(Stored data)
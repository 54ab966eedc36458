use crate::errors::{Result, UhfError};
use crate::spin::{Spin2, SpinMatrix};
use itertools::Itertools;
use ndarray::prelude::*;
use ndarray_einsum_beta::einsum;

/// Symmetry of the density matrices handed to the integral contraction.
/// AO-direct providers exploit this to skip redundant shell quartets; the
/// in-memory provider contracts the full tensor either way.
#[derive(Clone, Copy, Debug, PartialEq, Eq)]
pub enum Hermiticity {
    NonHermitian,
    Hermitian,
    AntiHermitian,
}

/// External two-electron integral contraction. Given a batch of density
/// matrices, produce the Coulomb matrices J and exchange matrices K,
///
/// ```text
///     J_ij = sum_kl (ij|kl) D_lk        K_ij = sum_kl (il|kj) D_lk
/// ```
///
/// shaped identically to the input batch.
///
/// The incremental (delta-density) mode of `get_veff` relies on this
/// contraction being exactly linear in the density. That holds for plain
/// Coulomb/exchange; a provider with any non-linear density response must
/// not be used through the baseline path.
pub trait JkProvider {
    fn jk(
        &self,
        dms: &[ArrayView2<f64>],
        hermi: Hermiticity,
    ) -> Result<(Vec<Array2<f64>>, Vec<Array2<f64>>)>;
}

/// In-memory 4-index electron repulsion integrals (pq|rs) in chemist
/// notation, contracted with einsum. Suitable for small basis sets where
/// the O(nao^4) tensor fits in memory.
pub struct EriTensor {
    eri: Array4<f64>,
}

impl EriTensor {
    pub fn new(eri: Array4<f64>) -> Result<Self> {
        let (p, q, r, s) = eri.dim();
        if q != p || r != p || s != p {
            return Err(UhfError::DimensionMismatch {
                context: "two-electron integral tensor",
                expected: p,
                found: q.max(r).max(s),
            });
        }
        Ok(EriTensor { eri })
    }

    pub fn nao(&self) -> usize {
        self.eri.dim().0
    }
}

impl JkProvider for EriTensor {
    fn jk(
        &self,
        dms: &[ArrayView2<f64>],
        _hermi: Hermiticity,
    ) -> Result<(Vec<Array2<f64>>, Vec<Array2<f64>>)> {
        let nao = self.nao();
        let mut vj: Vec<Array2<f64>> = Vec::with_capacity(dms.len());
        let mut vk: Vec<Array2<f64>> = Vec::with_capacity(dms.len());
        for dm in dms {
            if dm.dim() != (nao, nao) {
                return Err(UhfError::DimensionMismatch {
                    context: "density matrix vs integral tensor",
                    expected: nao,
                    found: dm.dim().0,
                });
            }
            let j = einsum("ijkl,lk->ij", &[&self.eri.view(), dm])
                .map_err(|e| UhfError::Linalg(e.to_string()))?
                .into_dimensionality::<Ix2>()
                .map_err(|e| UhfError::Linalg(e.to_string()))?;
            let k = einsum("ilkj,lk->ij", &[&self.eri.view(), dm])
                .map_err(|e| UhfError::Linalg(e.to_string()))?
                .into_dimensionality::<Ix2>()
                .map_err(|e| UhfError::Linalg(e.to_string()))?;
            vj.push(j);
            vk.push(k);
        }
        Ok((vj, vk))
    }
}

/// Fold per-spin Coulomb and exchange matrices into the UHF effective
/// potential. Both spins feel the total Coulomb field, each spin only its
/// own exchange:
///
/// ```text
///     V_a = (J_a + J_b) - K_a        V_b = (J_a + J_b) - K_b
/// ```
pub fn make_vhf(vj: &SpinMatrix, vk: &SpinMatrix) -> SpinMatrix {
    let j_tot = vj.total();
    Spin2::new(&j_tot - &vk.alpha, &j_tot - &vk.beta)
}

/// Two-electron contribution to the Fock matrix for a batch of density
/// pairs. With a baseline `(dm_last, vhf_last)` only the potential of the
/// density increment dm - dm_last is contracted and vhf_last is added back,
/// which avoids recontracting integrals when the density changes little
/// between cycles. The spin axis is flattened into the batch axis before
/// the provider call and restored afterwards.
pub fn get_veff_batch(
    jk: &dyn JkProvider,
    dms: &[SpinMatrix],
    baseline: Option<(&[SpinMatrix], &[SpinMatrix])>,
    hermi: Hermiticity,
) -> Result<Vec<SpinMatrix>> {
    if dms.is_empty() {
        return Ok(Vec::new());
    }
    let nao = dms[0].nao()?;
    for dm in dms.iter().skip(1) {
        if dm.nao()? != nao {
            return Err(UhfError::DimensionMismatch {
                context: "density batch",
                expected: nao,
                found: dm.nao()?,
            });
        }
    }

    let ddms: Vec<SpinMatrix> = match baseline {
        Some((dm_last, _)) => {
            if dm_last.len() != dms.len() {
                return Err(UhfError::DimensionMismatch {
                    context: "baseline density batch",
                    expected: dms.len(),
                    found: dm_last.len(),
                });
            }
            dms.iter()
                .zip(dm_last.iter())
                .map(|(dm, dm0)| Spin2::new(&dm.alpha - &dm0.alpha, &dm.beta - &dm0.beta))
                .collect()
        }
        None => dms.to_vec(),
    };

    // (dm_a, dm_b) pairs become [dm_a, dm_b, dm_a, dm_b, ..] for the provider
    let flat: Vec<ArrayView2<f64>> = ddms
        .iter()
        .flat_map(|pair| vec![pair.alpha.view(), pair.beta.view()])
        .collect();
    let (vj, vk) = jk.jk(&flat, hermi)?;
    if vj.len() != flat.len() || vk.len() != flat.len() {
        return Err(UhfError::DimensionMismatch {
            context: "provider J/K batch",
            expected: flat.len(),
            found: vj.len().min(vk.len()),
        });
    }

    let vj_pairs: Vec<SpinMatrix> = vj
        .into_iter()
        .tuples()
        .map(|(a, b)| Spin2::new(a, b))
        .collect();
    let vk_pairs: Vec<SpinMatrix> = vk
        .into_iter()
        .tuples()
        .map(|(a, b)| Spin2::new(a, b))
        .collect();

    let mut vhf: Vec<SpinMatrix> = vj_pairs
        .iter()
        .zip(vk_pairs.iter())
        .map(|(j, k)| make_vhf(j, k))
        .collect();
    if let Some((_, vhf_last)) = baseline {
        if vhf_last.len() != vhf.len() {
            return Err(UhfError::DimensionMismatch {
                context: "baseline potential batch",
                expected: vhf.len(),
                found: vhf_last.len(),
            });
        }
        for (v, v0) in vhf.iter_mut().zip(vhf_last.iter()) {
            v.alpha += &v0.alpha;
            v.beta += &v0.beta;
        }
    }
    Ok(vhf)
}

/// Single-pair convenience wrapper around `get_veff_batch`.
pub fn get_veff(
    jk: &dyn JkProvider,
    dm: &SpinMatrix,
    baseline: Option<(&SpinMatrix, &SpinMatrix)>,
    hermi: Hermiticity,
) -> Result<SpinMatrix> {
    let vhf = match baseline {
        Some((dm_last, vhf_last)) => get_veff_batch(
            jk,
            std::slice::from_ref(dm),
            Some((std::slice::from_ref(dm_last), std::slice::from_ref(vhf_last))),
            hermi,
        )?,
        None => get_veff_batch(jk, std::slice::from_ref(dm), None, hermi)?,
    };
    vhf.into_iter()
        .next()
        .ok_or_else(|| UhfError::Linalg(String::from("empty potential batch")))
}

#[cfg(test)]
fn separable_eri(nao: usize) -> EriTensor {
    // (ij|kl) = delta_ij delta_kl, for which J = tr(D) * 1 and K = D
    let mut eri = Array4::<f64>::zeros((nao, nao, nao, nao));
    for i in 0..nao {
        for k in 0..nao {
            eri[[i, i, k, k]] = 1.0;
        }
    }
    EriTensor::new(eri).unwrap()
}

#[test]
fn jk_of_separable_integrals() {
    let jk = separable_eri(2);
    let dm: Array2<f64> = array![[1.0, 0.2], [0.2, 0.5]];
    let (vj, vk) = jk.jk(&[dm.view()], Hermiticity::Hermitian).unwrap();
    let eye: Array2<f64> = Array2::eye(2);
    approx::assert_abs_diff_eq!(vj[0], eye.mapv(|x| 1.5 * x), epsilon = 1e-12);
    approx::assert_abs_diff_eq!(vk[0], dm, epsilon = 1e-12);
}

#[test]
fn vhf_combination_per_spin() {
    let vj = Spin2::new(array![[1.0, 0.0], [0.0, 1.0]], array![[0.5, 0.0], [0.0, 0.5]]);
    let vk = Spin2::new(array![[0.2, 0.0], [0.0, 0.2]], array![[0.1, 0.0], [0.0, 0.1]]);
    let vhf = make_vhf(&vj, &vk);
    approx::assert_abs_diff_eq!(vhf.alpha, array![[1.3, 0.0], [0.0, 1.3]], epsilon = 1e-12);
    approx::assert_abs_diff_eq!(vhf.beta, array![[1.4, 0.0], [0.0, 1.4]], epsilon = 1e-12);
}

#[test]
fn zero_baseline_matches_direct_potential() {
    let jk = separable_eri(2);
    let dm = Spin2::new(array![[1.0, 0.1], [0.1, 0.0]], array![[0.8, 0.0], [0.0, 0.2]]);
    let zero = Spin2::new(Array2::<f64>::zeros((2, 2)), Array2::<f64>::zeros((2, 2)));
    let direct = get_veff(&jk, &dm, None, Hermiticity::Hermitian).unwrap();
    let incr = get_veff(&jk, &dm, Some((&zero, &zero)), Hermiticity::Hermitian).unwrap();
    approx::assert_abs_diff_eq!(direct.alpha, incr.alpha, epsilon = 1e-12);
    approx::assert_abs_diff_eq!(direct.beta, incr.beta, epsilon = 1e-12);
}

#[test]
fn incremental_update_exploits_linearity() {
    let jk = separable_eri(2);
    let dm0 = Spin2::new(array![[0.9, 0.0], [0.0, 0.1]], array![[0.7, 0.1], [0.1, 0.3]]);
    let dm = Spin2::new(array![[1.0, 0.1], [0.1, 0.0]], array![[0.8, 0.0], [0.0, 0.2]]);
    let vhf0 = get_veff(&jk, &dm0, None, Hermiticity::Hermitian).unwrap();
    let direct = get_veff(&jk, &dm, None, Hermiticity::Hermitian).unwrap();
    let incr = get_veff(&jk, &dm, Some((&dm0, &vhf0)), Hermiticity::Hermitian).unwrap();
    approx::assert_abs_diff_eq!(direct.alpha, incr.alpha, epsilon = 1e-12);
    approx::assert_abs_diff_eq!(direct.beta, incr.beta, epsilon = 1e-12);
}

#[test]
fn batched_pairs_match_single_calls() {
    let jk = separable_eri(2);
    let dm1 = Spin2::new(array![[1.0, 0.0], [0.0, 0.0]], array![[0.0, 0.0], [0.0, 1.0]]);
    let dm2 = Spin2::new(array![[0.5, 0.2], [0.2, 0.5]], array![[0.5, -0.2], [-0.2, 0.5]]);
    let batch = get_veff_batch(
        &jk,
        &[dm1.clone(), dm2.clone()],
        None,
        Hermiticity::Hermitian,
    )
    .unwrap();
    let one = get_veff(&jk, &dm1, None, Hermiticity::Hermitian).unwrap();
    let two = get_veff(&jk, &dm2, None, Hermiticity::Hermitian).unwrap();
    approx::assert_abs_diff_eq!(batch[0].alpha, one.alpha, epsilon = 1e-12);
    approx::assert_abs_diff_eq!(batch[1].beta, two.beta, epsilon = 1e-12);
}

==

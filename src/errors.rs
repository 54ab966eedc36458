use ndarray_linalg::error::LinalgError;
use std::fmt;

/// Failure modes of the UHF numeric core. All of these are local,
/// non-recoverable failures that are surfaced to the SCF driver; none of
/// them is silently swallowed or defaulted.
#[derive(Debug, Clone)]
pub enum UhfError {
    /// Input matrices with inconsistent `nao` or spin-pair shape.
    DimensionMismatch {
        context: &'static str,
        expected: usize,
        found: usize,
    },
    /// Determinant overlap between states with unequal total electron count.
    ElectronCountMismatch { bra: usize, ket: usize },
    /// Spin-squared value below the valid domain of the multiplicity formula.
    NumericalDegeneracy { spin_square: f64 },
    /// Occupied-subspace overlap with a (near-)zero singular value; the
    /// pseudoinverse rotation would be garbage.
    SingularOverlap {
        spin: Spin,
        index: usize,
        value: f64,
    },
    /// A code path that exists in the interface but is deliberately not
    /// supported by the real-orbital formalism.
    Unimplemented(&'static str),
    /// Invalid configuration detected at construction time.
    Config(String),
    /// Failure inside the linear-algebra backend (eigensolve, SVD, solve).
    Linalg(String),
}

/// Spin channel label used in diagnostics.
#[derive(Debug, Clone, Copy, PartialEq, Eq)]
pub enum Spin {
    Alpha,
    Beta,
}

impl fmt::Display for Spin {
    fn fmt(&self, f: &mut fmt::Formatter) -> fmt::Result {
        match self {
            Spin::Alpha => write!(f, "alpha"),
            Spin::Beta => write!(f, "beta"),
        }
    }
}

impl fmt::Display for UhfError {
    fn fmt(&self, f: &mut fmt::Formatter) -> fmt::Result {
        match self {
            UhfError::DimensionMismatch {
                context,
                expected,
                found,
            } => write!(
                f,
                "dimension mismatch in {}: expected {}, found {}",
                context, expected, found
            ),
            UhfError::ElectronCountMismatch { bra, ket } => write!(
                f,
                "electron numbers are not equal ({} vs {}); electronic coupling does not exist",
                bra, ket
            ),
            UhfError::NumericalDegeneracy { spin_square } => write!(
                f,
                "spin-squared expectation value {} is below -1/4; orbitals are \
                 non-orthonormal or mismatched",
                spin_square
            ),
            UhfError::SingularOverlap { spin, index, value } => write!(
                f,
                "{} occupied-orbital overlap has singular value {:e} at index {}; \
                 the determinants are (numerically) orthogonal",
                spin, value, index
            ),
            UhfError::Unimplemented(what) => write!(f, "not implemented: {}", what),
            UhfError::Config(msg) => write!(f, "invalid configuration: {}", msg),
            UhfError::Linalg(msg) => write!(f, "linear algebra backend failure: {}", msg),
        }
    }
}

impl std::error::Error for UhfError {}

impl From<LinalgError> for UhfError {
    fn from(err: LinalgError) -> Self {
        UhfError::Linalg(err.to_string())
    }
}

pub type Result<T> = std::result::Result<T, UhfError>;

## TRY IT
From the entries, copy out each line containing the word "exchange".

## SOLUTION FOR THIS TASK
/// matrices, produce the Coulomb matrices J and exchange matrices K,
/// Coulomb/exchange; a provider with any non-linear density response must
/// Fold per-spin Coulomb and exchange matrices into the UHF effective
/// own exchange:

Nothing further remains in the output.